ABOUT THIS EXERCISE: Below are the entries; return every line among them that holds the word "trace".

(EXTRACTED DATA)

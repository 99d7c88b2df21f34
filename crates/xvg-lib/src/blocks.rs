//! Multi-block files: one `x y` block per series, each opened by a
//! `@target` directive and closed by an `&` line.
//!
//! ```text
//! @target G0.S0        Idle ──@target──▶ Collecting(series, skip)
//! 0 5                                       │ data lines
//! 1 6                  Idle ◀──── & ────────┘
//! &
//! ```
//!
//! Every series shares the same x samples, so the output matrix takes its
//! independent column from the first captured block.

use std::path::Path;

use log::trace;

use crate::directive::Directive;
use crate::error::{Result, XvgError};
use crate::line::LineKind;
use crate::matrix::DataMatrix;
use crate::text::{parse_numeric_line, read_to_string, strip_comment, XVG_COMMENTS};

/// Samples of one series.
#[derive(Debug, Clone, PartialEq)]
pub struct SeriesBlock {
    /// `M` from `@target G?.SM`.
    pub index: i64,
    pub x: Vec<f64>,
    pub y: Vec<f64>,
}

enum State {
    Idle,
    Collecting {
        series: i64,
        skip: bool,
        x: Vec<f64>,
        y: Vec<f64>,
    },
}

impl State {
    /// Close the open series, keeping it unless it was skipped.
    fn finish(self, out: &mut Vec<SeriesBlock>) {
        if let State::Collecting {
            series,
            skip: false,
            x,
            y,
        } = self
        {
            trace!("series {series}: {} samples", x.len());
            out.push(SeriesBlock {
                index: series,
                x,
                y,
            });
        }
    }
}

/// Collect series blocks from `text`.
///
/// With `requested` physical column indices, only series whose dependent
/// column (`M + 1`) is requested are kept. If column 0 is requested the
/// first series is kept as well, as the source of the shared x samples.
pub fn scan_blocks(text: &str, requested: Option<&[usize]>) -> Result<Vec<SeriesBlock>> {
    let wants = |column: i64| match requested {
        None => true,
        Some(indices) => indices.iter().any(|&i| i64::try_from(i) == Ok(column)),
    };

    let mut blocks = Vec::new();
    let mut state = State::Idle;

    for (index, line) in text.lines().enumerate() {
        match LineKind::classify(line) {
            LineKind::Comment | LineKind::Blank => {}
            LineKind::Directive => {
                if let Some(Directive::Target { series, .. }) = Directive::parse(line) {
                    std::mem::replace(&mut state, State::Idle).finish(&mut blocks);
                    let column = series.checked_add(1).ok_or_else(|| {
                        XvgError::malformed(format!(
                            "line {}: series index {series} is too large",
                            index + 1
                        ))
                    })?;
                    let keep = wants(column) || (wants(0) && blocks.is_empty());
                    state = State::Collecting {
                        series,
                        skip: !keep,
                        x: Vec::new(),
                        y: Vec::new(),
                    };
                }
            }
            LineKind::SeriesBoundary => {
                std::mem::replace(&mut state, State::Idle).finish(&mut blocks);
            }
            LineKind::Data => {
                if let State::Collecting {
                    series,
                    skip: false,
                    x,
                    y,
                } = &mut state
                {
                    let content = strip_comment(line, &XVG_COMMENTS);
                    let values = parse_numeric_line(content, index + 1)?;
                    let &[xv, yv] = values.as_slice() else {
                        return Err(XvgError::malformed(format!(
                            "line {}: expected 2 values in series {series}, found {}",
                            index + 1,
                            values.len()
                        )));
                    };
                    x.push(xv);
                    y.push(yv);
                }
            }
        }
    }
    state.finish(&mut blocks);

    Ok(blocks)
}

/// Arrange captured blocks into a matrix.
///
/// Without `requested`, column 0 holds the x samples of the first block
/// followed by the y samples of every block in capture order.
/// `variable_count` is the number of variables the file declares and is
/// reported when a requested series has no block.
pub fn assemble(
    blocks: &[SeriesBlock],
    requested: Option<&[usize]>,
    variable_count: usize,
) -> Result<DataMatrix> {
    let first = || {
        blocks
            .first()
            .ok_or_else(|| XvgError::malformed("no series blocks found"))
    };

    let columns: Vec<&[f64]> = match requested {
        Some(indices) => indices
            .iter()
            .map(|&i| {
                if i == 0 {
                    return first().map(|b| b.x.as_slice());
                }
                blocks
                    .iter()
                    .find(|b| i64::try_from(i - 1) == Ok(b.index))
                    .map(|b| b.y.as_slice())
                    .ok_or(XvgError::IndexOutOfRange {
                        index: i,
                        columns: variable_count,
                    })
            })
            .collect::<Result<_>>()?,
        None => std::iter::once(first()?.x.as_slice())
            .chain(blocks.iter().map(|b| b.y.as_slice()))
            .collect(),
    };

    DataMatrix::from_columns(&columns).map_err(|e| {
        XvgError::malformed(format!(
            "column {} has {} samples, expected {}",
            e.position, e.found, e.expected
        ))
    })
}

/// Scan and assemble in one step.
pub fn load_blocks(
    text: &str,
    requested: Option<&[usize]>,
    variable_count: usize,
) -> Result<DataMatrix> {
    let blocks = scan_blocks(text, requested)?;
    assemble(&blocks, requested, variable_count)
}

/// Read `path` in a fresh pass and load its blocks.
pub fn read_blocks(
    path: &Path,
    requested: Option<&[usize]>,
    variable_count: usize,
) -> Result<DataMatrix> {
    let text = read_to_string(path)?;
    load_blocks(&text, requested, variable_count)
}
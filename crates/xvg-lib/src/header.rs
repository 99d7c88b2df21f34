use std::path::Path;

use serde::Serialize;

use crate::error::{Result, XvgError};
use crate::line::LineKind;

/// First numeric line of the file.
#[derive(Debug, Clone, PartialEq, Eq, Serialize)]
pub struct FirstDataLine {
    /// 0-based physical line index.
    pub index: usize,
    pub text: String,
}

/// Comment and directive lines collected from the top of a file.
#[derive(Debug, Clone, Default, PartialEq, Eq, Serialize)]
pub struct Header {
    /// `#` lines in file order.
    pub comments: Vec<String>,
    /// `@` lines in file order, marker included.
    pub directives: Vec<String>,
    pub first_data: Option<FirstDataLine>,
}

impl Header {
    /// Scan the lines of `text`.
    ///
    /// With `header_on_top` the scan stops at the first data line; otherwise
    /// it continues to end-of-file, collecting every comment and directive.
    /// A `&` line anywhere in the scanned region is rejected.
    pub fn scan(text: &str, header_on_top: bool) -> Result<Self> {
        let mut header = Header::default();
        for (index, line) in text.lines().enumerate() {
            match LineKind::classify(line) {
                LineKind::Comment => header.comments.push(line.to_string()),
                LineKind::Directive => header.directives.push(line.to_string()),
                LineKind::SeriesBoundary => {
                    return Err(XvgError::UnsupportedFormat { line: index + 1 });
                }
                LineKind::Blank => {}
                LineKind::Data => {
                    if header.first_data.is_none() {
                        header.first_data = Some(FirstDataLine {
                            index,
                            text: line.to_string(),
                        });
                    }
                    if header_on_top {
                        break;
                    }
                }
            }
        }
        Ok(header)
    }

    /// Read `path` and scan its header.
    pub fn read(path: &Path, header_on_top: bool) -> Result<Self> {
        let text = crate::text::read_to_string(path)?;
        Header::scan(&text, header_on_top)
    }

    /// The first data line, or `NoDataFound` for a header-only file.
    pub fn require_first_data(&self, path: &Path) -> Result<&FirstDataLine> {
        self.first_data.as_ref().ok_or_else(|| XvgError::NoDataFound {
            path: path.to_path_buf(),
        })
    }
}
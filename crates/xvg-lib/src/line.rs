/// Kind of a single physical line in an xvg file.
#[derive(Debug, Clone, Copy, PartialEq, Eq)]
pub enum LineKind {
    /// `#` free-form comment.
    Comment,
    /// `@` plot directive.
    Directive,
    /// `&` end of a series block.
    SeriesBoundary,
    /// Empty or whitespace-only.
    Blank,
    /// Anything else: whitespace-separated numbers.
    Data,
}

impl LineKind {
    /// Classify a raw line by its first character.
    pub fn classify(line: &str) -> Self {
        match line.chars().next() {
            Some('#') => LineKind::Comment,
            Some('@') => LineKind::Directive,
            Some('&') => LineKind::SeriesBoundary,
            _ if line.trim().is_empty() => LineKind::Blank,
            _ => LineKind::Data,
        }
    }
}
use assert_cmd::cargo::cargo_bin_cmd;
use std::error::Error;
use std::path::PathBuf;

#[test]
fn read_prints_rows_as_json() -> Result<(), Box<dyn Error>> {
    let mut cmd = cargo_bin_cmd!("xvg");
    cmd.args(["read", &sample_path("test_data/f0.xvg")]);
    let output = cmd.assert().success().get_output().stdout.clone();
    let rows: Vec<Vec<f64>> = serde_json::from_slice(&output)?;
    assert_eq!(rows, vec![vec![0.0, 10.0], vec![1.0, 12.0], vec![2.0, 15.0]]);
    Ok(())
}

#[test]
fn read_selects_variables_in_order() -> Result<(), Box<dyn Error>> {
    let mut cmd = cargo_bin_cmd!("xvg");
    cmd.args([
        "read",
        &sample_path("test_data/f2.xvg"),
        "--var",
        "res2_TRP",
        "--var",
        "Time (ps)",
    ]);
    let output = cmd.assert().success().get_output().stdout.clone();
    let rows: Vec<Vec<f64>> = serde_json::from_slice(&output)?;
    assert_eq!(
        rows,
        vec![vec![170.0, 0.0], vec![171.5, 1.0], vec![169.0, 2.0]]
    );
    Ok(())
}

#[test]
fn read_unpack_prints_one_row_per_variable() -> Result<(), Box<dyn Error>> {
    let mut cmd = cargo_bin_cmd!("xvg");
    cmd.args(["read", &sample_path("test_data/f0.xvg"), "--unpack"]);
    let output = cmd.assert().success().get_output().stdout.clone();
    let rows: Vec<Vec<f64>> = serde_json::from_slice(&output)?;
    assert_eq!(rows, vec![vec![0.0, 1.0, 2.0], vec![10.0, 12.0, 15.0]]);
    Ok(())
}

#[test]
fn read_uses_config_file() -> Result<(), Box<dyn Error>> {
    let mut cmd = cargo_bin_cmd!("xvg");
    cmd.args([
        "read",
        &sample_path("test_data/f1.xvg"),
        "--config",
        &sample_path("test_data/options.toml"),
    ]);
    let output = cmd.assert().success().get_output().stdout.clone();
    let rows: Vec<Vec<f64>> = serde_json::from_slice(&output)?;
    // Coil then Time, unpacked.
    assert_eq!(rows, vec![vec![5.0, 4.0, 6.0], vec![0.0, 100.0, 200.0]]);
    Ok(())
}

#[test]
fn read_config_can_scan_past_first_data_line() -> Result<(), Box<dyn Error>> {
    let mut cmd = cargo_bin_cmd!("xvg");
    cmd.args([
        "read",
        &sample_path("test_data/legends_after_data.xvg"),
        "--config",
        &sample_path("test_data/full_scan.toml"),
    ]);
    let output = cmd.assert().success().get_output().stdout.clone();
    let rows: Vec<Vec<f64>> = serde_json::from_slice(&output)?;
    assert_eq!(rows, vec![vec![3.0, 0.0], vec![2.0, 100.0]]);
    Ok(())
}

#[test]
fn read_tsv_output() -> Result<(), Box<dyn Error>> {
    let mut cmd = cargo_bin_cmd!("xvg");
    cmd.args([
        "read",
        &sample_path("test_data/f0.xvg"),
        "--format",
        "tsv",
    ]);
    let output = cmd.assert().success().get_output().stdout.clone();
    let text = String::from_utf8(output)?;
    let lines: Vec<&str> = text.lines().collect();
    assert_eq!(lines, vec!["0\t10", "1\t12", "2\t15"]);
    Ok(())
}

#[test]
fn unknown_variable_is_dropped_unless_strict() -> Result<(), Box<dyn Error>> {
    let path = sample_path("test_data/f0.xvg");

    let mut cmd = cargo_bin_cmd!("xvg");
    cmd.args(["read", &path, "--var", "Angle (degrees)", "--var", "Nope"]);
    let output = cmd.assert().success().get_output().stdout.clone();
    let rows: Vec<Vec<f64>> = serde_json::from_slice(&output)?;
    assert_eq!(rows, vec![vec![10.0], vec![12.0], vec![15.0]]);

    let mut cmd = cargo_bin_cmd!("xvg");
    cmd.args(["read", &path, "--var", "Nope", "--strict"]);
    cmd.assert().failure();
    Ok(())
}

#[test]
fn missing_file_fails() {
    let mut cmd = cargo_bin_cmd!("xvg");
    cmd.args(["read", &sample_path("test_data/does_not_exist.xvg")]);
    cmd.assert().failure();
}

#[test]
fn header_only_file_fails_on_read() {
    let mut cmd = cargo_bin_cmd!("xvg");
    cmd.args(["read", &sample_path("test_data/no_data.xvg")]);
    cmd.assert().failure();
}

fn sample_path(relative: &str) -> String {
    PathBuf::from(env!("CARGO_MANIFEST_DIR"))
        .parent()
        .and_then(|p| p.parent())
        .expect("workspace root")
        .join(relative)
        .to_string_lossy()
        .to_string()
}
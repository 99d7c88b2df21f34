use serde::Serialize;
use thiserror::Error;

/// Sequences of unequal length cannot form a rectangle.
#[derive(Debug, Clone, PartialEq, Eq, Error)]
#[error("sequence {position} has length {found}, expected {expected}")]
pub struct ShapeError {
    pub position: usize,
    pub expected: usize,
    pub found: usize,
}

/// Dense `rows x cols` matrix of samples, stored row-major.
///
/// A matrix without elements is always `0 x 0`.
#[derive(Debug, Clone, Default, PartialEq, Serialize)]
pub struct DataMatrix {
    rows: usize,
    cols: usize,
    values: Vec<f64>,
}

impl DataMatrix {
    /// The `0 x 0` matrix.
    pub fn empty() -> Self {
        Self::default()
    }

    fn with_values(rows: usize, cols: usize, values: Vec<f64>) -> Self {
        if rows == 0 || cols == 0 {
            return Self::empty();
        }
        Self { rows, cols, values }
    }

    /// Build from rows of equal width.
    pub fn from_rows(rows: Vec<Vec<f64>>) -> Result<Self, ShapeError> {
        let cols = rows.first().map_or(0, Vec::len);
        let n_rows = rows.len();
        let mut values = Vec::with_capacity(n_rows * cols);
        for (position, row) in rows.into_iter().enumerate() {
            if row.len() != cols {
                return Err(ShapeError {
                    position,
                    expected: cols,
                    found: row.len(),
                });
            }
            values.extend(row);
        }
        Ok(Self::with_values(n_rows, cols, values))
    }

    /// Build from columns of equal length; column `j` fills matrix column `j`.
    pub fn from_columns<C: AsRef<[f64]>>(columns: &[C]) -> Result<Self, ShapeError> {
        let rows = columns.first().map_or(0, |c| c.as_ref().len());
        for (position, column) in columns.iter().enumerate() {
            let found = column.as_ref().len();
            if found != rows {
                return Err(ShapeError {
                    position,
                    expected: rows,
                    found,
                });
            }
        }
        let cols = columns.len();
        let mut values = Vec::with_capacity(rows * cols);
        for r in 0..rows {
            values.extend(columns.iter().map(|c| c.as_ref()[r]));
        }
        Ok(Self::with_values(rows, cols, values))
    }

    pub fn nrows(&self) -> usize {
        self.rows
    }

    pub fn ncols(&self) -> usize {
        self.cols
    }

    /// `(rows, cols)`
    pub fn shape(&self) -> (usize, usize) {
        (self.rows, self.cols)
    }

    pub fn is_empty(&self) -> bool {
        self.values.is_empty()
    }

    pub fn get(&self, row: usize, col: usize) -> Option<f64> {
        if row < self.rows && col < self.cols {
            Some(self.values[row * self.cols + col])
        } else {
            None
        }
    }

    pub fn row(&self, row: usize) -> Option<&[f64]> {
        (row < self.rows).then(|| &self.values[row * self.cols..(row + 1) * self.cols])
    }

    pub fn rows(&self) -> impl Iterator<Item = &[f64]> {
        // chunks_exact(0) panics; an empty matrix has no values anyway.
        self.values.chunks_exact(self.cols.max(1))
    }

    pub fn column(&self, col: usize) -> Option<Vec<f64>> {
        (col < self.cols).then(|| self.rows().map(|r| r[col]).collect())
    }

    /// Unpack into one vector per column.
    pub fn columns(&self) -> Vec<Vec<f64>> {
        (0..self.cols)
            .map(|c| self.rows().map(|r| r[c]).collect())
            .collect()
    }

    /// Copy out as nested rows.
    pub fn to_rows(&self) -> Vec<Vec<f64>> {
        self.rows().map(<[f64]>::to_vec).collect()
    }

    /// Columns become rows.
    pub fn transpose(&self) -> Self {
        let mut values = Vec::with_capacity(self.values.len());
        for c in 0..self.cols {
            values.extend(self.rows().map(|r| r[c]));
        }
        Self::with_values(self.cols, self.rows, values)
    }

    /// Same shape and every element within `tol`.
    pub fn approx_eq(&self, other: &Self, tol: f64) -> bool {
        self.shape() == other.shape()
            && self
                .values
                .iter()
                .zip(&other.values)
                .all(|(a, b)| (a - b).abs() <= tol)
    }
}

(End EXTRACTED DATA)

SOLVED PROBLEM:
use log::trace;
            trace!("series {series}: {} samples", x.len());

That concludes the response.